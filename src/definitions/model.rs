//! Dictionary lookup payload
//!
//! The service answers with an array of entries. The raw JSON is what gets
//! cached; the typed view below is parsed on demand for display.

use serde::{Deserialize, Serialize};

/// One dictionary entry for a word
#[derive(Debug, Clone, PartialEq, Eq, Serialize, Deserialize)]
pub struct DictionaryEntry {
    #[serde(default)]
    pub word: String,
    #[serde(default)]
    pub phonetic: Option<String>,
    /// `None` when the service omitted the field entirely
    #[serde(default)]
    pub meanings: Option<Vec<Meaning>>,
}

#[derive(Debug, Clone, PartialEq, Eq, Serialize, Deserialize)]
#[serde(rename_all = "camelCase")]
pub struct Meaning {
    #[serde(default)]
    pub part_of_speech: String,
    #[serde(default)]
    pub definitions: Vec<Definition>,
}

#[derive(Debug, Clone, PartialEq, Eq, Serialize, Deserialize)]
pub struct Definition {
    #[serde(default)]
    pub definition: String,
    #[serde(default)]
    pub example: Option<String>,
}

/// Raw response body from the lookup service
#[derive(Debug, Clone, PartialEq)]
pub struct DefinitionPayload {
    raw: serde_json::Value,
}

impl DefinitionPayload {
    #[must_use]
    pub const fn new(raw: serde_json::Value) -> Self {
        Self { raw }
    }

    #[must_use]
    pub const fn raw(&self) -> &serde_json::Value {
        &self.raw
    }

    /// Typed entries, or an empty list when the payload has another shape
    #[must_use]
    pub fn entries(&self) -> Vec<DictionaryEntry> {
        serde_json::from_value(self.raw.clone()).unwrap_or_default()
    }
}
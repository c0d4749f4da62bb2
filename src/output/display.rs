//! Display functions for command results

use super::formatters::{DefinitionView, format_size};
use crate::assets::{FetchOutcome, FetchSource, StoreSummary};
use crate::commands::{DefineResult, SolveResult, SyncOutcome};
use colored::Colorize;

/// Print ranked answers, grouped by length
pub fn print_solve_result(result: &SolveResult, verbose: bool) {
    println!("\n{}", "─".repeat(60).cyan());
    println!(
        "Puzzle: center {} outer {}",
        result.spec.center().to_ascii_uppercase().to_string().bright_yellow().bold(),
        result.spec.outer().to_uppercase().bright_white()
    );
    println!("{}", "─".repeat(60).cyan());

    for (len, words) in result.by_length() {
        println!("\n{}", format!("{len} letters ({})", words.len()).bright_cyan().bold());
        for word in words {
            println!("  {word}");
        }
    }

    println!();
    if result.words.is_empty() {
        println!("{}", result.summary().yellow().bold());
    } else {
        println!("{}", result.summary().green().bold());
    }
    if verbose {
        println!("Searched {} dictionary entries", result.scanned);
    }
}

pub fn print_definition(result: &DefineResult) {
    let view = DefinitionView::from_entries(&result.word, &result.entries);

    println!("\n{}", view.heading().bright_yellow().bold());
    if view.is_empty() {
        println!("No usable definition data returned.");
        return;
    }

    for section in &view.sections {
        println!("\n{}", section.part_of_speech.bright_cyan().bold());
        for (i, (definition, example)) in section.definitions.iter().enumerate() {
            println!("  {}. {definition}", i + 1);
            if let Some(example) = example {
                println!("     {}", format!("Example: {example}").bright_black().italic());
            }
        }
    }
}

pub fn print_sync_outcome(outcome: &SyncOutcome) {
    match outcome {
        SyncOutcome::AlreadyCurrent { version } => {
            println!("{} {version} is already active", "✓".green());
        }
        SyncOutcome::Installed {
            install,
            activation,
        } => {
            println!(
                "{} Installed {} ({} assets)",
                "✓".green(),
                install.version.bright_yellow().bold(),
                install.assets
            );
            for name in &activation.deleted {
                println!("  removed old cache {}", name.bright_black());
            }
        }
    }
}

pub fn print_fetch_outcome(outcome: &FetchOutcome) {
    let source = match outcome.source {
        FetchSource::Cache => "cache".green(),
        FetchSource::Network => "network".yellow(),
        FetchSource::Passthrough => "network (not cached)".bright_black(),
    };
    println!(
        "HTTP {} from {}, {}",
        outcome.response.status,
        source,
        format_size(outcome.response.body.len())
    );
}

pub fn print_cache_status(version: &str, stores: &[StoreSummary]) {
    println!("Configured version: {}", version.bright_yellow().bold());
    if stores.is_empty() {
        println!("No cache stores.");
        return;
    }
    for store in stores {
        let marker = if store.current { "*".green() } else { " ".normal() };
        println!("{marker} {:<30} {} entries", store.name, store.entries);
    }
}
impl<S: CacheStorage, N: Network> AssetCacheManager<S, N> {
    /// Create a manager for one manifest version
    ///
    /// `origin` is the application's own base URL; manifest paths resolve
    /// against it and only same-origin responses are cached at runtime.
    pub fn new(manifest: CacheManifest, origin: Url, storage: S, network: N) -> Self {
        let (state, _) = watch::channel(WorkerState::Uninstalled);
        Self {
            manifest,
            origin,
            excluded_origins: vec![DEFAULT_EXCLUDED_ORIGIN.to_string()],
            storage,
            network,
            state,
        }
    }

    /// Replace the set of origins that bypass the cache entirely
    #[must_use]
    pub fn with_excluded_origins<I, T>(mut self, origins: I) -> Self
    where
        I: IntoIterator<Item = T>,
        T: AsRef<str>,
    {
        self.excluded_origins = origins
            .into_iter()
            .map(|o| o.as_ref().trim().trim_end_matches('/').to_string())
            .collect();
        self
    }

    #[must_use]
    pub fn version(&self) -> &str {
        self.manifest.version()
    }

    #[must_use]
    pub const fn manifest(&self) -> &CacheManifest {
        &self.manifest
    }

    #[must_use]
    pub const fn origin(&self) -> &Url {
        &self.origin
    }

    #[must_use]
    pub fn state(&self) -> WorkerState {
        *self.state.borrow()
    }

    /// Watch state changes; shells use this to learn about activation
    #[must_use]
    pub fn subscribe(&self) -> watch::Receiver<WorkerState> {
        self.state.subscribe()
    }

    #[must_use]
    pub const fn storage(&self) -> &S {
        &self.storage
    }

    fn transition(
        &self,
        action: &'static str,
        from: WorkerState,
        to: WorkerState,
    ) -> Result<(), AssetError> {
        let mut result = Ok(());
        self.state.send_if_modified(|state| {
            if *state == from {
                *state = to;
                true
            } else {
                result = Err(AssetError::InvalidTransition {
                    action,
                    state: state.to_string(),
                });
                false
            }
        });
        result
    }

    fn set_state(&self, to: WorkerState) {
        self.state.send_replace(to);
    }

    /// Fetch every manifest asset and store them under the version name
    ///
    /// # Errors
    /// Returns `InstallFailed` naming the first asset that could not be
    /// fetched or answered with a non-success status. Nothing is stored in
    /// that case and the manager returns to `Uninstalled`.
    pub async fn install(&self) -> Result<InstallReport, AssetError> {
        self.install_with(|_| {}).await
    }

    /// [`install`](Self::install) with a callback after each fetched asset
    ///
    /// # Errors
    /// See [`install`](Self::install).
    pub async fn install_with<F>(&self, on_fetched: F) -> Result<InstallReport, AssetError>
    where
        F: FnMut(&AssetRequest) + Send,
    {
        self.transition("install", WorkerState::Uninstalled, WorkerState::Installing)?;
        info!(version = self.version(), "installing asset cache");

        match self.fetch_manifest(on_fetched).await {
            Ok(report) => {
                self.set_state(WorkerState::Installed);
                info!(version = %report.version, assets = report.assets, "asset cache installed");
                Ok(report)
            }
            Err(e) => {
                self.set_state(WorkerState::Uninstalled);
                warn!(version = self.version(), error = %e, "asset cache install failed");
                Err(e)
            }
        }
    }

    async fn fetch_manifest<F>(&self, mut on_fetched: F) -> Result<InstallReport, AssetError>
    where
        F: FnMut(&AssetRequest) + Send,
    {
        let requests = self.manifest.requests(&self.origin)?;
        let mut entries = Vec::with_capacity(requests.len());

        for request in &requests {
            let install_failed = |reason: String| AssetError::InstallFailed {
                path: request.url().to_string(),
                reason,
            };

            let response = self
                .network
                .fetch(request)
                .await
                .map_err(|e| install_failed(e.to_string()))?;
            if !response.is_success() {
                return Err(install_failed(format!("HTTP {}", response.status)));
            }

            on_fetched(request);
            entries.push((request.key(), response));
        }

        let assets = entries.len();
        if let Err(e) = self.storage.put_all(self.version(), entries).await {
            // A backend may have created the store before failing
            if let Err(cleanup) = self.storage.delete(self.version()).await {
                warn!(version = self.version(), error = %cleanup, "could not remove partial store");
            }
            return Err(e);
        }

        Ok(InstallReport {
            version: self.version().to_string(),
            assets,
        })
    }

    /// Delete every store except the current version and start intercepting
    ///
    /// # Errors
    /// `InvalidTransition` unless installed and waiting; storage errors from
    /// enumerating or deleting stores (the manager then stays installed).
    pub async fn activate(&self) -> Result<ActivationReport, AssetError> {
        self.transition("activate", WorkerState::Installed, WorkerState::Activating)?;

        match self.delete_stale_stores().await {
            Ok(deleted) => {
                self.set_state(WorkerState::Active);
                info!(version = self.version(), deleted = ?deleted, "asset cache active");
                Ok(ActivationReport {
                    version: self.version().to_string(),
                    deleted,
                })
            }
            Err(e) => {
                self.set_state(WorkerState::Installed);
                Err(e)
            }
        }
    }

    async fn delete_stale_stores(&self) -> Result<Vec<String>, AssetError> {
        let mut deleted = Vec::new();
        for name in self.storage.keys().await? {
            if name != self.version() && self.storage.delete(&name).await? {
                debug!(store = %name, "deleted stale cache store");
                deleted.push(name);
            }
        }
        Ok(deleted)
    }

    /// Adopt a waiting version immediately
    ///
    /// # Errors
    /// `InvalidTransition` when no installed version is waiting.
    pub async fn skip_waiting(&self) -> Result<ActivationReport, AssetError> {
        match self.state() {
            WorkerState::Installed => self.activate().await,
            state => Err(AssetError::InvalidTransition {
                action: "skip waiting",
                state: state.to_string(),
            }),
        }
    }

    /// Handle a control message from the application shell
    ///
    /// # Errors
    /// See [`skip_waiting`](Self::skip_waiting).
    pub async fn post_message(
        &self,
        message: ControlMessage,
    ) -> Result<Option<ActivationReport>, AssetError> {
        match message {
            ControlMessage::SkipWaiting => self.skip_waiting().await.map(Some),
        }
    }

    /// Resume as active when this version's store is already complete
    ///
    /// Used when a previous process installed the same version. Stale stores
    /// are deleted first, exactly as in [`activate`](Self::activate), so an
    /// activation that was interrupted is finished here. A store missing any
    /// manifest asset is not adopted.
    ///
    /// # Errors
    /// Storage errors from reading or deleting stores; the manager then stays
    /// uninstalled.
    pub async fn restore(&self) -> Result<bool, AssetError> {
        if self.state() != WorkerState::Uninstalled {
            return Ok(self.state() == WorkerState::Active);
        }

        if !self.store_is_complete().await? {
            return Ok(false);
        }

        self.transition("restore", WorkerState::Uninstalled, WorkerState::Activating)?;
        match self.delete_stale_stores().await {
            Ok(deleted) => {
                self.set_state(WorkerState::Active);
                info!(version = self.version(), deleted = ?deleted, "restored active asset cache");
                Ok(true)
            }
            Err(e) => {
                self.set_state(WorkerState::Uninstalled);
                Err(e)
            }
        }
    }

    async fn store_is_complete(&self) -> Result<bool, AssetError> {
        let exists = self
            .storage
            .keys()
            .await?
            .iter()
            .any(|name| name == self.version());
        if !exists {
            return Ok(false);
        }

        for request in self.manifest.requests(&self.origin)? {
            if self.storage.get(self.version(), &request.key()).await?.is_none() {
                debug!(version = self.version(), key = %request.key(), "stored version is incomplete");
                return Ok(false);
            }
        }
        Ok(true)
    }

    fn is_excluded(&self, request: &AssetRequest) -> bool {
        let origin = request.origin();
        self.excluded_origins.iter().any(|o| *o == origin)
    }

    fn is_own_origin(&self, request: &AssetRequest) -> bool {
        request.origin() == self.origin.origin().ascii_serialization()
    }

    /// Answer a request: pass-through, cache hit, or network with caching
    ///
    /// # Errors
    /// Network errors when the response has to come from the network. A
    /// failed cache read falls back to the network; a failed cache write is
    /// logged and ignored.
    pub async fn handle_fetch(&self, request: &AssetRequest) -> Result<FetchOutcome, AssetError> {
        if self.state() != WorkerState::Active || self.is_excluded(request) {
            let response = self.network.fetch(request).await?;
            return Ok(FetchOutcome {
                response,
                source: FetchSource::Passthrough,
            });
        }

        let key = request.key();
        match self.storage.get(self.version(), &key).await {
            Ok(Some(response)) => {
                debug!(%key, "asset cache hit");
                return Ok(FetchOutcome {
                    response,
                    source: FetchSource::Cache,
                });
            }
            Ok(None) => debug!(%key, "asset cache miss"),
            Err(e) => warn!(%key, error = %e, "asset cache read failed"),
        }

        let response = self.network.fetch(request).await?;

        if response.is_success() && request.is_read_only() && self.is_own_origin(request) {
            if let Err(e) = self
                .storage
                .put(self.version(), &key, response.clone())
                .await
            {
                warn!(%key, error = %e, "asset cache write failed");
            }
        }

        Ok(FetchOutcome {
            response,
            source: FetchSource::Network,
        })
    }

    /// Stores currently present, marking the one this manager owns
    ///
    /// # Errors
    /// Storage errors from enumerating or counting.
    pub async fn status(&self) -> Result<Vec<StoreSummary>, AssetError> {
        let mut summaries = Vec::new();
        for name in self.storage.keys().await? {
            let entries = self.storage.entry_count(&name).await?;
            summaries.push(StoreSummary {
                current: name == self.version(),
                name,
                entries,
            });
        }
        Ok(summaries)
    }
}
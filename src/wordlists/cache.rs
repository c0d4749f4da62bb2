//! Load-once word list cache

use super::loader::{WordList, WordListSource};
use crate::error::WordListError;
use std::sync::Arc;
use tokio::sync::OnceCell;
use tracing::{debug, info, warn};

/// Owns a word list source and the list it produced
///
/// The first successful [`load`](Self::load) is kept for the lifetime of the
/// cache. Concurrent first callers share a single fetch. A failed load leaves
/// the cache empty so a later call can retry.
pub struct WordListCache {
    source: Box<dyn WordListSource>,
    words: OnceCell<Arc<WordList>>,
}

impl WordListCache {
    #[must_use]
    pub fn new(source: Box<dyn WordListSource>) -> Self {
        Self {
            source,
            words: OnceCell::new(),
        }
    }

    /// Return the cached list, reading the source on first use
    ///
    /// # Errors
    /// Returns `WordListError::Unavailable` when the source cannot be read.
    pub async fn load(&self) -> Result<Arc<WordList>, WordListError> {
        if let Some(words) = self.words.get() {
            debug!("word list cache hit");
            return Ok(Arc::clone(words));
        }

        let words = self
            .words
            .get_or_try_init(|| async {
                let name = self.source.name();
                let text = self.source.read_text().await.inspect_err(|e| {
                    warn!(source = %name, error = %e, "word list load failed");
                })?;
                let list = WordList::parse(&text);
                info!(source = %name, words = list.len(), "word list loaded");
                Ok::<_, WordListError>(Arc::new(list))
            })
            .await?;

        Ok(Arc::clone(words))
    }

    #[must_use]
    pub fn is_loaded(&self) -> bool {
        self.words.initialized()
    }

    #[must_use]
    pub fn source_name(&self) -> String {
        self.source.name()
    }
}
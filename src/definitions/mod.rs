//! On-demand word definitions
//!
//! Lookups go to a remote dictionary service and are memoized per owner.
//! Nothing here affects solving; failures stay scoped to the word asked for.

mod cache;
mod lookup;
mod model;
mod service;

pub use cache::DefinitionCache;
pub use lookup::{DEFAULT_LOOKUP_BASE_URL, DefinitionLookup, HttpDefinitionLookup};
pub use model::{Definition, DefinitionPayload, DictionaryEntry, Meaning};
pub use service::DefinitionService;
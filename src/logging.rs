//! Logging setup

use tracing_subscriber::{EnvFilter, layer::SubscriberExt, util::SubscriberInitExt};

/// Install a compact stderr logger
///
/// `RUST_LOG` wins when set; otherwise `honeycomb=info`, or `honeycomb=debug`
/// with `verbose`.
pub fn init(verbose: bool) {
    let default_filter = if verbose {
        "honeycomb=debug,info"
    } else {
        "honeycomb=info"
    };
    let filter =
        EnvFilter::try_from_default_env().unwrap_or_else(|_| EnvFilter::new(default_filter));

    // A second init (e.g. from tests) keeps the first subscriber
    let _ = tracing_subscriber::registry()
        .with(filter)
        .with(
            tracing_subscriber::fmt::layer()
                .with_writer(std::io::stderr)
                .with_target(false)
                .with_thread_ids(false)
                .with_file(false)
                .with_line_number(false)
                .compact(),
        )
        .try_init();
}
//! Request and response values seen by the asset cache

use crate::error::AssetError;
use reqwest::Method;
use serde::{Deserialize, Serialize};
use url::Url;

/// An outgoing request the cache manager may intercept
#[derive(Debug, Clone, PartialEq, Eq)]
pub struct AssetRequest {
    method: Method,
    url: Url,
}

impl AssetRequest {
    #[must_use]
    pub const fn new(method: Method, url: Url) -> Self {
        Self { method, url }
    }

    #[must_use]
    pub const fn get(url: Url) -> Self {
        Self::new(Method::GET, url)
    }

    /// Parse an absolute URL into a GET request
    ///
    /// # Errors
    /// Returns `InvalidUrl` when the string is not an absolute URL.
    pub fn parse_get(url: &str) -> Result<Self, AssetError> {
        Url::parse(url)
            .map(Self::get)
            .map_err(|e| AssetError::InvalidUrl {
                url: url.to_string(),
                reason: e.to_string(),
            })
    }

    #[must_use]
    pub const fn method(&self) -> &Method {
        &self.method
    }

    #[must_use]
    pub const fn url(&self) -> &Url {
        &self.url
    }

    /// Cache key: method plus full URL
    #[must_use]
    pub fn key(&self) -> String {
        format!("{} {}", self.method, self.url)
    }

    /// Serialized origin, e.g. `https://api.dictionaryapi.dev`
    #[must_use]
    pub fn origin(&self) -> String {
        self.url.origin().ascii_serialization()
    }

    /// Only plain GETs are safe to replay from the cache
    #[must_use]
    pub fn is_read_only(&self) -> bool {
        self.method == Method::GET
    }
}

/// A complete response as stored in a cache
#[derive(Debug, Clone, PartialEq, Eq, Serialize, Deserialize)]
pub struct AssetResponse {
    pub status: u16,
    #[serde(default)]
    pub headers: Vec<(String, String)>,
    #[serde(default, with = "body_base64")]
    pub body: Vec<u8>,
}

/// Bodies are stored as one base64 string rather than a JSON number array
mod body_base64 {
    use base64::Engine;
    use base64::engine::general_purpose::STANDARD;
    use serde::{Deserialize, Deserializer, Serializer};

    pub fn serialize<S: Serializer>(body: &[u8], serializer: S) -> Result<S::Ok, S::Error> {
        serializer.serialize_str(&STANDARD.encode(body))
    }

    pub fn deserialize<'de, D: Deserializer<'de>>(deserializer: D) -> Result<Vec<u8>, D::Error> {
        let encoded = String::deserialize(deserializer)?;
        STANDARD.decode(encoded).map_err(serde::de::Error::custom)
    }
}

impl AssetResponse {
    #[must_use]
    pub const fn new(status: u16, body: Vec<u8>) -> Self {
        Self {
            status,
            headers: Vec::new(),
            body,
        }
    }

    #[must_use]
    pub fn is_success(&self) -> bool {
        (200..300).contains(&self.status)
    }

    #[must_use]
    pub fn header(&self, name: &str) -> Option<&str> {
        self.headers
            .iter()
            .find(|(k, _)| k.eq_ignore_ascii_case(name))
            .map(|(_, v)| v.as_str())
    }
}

---

## What you are asked to do
Tally the lines in the records above that contain the word "bool", and give only that number.

## Result of the task
9